HIV-associated neurological disorders (HAND) remain a prevalent co-morbidity of HIV infection. Growing evidence implicates the HIV protein Nef in this process, as Nef increases the abundance of neuronal lipid rafts - cholesterol- and sphingolipid-rich membrane microdomains linked to neurodegeneration and neuroinflammation. Because Nef is released from infected glial cells in extracellular vesicles (exNef), we investigated whether glia-derived exNef alters the structural and functional properties of neuronal lipid rafts in a manner that could contribute to HAND pathogenesis.

Methods

A comprehensive lipidomics and proteomics analysis of lipid rafts isolated from cultured human neuronal cell line SH-SY5Y, combined with assessment of biophysical and physiological properties of the rafts, was performed.
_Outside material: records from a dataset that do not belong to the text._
//! Error types for the relay pool

use thiserror::Error;

/// Errors returned by relay connections and the pool
#[derive(Error, Debug)]
pub enum ClientError {
    #[error("WebSocket error: {0}")]
    WebSocket(String),

    #[error("Connection error: {0}")]
    Connection(String),

    #[error("Invalid URL: {0}")]
    InvalidUrl(String),

    #[error("Serialization error: {0}")]
    Serialization(#[from] serde_json::Error),

    #[error("URL parse error: {0}")]
    UrlParse(#[from] url::ParseError),

    #[error("Timeout: {0}")]
    Timeout(String),

    #[error("Not connected")]
    NotConnected,

    #[error("Publish failed: {0}")]
    PublishFailed(String),

    #[error("Invalid event: {0}")]
    InvalidEvent(String),

    /// Misuse of the subscribe API. Never retried.
    #[error("Invalid request: {0}")]
    InvalidRequest(String),

    #[error("Write relay lookup failed for {pubkey}: {reason}")]
    WriteRelayLookup { pubkey: String, reason: String },

    #[error("Event not found: {0}")]
    NotFound(String),

    #[error("Configuration error: {0}")]
    Config(String),

    #[error("Relay pool is closed")]
    Closed,
}

impl From<toml::de::Error> for ClientError {
    fn from(err: toml::de::Error) -> Self {
        ClientError::Config(err.to_string())
    }
}

/// Result type for pool operations
pub type Result<T> = std::result::Result<T, ClientError>;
We compared our findings with existing transcriptomics profiles of brain neurons from individuals diagnosed with HAND.

Results

Lipidomics analysis of isolated neuronal lipid raft fractions revealed minimal impact of exNef on the raft lipid composition; physico-chemical properties of the lipid rafts were also unaffected. In contrast, proteomic analysis revealed that among raft proteins with increased abundance following exNef exposure ~25% were implicated in neurological disease pathways. Targeted protein analysis unveiled that exNef promotes the redistribution of several neurodegenerative and inflammatory proteins to the lipid rafts, resulting in increased inflammation and apoptosis alongside reduced neuronal excitability. Pharmacological disruption of raft elevation with the lipid raft antagonist Oxy210 reversed exNef-induced raft expansion and abrogated these structural and functional alterations. Importantly, changes in raft protein composition showed strong concordance with transcriptomic profiles from single-nucleus RNA sequencing (snRNA-seq) of brain from people living with HIV.

Conclusions

ExNef reorganize the neuronal lipid raft proteome, enhancing the activity of neurodegenerative and inflammatory mediators. This phenomenon may potentially contribute to HAND pathogenesis.